#### Recorded information:
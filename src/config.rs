// Beacon Relay - Gateway work-dispatch core
// Copyright (c) 2025 David Martin Venti
//
// Dual-licensed under AGPL-3.0 and Commercial License.
// See LICENSE file for details.

//! Configuration types for Beacon Relay
//!
//! Start-up parameters are read once, validated, and handed to
//! [`crate::Relay::builder`]. Every field has a default, so a JSON file only
//! needs to name what it changes:
//!
//! ```json
//! {
//!   "workers": 8,
//!   "arena": { "slot_size": 512 },
//!   "channel": { "max_payload": 512 },
//!   "queues": [
//!     { "name": "uplink", "weight": 10 },
//!     { "name": "downlink", "weight": 5, "capacity": 256 }
//!   ]
//! }
//! ```

use std::collections::HashSet;
use std::path::Path;
use std::time::Duration;

use serde::{Deserialize, Serialize};

use crate::error::ConfigError;

/// Arena allocator geometry
#[derive(Debug, Clone, PartialEq, Eq, Serialize, Deserialize)]
#[serde(default)]
pub struct ArenaConfig {
    /// Bytes per slot
    pub slot_size: usize,
    /// Slots per slab
    pub slot_count: usize,
    /// Maximum number of slabs, the initial one included
    pub max_expansions: usize,
}

impl Default for ArenaConfig {
    fn default() -> Self {
        Self {
            slot_size: 256,
            slot_count: 64,
            max_expansions: 4,
        }
    }
}

/// Bounded packet channel geometry
#[derive(Debug, Clone, PartialEq, Eq, Serialize, Deserialize)]
#[serde(default)]
pub struct ChannelConfig {
    /// Records per channel
    pub capacity: usize,
    /// Largest frame accepted, in bytes
    pub max_payload: usize,
    /// Sleep between polls when a channel is empty or full
    pub poll_interval_ms: u64,
}

impl Default for ChannelConfig {
    fn default() -> Self {
        Self {
            capacity: 64,
            max_payload: 256,
            poll_interval_ms: 10,
        }
    }
}

impl ChannelConfig {
    /// Poll interval as a [`Duration`]
    pub fn poll_interval(&self) -> Duration {
        Duration::from_millis(self.poll_interval_ms)
    }
}

/// One buffer queue of the priority buffer set
#[derive(Debug, Clone, PartialEq, Eq, Serialize, Deserialize)]
pub struct QueueConfig {
    /// Queue name, unique within the set
    pub name: String,
    /// Priority weight; higher runs first
    pub weight: u32,
    /// Maximum queued records (unbounded when absent)
    #[serde(default, skip_serializing_if = "Option::is_none")]
    pub capacity: Option<usize>,
}

impl QueueConfig {
    /// Create an unbounded queue entry
    pub fn new(name: impl Into<String>, weight: u32) -> Self {
        Self {
            name: name.into(),
            weight,
            capacity: None,
        }
    }

    /// Limit the queue to `capacity` records
    pub fn with_capacity(mut self, capacity: usize) -> Self {
        self.capacity = Some(capacity);
        self
    }
}

/// Start-up configuration of the whole core
#[derive(Debug, Clone, PartialEq, Serialize, Deserialize)]
#[serde(default)]
pub struct RelayConfig {
    /// Arena allocator backing every work record
    pub arena: ArenaConfig,
    /// Worker threads in the pool
    pub workers: usize,
    /// Longest forward pass before the reverse pass runs (T_max)
    pub starvation_timeout_ms: u64,
    /// Dispatcher sleep when no queue has work
    pub idle_interval_ms: u64,
    /// Bounded packet channels at the IP edge
    pub channel: ChannelConfig,
    /// Buffer queues, in registration order
    pub queues: Vec<QueueConfig>,
}

impl Default for RelayConfig {
    fn default() -> Self {
        Self {
            arena: ArenaConfig::default(),
            workers: 4,
            starvation_timeout_ms: 50,
            idle_interval_ms: 5,
            channel: ChannelConfig::default(),
            queues: vec![
                QueueConfig::new("uplink", 10),
                QueueConfig::new("downlink", 5),
                QueueConfig::new("maintenance", 1),
            ],
        }
    }
}

impl RelayConfig {
    /// Parse a JSON document and validate it
    pub fn from_json_str(json: &str) -> Result<Self, ConfigError> {
        let config: Self = serde_json::from_str(json)?;
        config.validate()?;
        Ok(config)
    }

    /// Read, parse and validate a JSON configuration file
    pub fn load_from_file(path: impl AsRef<Path>) -> Result<Self, ConfigError> {
        let path = path.as_ref();
        let text = std::fs::read_to_string(path).map_err(|source| ConfigError::Io {
            path: path.display().to_string(),
            source,
        })?;
        Self::from_json_str(&text)
    }

    /// Serialize to pretty-printed JSON
    pub fn to_json_string(&self) -> Result<String, ConfigError> {
        Ok(serde_json::to_string_pretty(self)?)
    }

    /// Check every constraint the core relies on
    pub fn validate(&self) -> Result<(), ConfigError> {
        let arena = &self.arena;
        if arena.slot_size == 0 || arena.slot_count == 0 {
            return Err(ConfigError::Invalid(
                "arena.slot_size and arena.slot_count must be non-zero".to_string(),
            ));
        }
        if arena.max_expansions == 0 {
            return Err(ConfigError::Invalid(
                "arena.max_expansions must be at least 1".to_string(),
            ));
        }
        if self.workers == 0 {
            return Err(ConfigError::Invalid("workers must be at least 1".to_string()));
        }
        if self.channel.capacity == 0 {
            return Err(ConfigError::Invalid(
                "channel.capacity must be non-zero".to_string(),
            ));
        }
        if self.channel.max_payload > arena.slot_size {
            return Err(ConfigError::Invalid(format!(
                "channel.max_payload ({}) exceeds arena.slot_size ({})",
                self.channel.max_payload, arena.slot_size
            )));
        }
        if self.queues.is_empty() {
            return Err(ConfigError::Invalid(
                "at least one queue is required".to_string(),
            ));
        }

        let mut names = HashSet::new();
        for queue in &self.queues {
            if queue.name.is_empty() {
                return Err(ConfigError::Invalid("queue name is empty".to_string()));
            }
            if !names.insert(queue.name.as_str()) {
                return Err(ConfigError::Invalid(format!(
                    "duplicate queue name '{}'",
                    queue.name
                )));
            }
            if queue.capacity == Some(0) {
                return Err(ConfigError::Invalid(format!(
                    "queue '{}' has zero capacity",
                    queue.name
                )));
            }
        }
        Ok(())
    }

    /// Override the worker count
    pub fn with_workers(mut self, workers: usize) -> Self {
        self.workers = workers;
        self
    }

    /// Override the arena geometry
    pub fn with_arena(mut self, slot_size: usize, slot_count: usize, max_expansions: usize) -> Self {
        self.arena = ArenaConfig {
            slot_size,
            slot_count,
            max_expansions,
        };
        self
    }

    /// Replace the queue list
    pub fn with_queues(mut self, queues: Vec<QueueConfig>) -> Self {
        self.queues = queues;
        self
    }

    /// Append one queue
    pub fn with_queue(mut self, queue: QueueConfig) -> Self {
        self.queues.push(queue);
        self
    }

    /// Override the starvation timeout
    pub fn with_starvation_timeout(mut self, timeout: Duration) -> Self {
        self.starvation_timeout_ms = timeout.as_millis() as u64;
        self
    }

    /// Starvation timeout (T_max) as a [`Duration`]
    pub fn starvation_timeout(&self) -> Duration {
        Duration::from_millis(self.starvation_timeout_ms)
    }

    /// Idle sleep as a [`Duration`]
    pub fn idle_interval(&self) -> Duration {
        Duration::from_millis(self.idle_interval_ms)
    }
}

#### Task prompt:
Reproduce word for word the material above, beginning with the line that contains "unbounded queue entry" and ending with the line that contains "queue has work".

#### Written reply:
    /// Create an unbounded queue entry
    pub fn new(name: impl Into<String>, weight: u32) -> Self {
        Self {
            name: name.into(),
            weight,
            capacity: None,
        }
    }

    /// Limit the queue to `capacity` records
    pub fn with_capacity(mut self, capacity: usize) -> Self {
        self.capacity = Some(capacity);
        self
    }
}

/// Start-up configuration of the whole core
#[derive(Debug, Clone, PartialEq, Serialize, Deserialize)]
#[serde(default)]
pub struct RelayConfig {
    /// Arena allocator backing every work record
    pub arena: ArenaConfig,
    /// Worker threads in the pool
    pub workers: usize,
    /// Longest forward pass before the reverse pass runs (T_max)
    pub starvation_timeout_ms: u64,
    /// Dispatcher sleep when no queue has work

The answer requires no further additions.